BRIEF: Among the records, find the lines that hold the string "about" and return them.

Records from a data collection

= Beginning of Section =

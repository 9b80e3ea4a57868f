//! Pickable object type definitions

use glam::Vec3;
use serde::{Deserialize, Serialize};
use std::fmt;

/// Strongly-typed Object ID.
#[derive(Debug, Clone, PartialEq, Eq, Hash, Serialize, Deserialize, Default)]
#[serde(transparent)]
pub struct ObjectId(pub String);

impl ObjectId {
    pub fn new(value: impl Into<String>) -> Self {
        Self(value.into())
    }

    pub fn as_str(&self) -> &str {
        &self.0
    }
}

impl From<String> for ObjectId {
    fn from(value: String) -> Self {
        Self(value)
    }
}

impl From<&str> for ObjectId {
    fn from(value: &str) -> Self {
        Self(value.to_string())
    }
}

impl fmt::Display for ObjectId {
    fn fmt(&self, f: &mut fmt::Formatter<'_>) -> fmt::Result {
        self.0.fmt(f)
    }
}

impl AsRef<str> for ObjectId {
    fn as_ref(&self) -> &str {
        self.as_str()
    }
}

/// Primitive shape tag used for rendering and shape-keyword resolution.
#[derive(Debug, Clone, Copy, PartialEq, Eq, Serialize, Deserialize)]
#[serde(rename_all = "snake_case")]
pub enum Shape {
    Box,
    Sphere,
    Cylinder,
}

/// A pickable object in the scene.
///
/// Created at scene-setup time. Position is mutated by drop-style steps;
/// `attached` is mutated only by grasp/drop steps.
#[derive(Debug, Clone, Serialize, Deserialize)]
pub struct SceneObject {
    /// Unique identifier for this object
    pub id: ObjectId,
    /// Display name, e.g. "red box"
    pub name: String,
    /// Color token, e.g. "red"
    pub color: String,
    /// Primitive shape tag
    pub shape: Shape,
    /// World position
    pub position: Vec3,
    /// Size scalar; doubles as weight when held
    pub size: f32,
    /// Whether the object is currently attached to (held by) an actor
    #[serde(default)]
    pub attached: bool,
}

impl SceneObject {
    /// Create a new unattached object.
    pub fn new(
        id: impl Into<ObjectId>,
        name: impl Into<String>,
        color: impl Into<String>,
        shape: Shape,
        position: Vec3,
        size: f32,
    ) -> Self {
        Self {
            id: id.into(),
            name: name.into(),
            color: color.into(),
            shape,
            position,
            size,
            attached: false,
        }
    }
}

= End of Section =
= Beginning of Section =

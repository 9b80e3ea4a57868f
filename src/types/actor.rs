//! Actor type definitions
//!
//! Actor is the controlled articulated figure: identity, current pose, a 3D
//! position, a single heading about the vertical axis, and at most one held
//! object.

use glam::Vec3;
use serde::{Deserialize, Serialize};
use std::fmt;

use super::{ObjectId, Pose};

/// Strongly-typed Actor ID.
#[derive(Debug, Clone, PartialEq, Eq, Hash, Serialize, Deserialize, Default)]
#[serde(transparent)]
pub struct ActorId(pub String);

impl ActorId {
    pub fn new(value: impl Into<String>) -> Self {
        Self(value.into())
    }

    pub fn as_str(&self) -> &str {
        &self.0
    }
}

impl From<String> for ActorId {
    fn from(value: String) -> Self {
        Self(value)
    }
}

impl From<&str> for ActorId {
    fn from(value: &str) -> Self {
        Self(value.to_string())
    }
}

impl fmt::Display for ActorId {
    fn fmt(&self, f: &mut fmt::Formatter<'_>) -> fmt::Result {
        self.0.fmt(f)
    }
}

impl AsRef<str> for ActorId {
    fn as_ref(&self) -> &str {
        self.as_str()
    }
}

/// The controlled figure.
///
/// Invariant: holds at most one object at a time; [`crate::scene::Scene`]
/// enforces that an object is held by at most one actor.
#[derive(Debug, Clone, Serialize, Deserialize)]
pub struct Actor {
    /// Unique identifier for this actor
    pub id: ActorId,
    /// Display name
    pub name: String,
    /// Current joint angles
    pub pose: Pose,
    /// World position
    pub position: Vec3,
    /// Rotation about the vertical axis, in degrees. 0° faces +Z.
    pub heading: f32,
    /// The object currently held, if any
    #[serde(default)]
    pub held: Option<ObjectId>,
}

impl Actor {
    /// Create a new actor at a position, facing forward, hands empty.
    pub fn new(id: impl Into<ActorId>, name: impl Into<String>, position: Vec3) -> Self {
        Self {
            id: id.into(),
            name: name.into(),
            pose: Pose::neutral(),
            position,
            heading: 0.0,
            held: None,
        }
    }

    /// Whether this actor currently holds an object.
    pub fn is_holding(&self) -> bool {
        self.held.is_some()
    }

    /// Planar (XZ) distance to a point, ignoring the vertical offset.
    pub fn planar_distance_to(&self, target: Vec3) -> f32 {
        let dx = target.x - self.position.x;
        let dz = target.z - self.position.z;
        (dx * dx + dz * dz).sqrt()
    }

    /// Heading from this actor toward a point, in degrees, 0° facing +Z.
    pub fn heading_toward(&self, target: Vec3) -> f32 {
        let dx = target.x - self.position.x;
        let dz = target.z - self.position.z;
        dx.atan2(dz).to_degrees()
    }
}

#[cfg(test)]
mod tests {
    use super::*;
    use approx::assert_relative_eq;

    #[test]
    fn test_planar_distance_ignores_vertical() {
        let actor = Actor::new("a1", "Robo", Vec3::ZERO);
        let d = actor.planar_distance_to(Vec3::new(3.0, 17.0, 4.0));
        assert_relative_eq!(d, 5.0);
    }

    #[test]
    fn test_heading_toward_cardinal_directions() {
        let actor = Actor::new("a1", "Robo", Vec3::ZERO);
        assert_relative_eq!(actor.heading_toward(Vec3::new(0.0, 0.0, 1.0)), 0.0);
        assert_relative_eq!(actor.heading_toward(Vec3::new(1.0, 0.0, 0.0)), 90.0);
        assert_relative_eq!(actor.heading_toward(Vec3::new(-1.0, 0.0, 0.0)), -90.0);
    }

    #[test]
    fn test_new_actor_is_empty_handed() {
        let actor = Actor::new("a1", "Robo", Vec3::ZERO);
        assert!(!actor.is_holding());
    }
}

= End of Section =

RESULT FOR THIS EXERCISE:
//! position, a single heading about the vertical axis, and at most one held
    /// Rotation about the vertical axis, in degrees. 0° faces +Z.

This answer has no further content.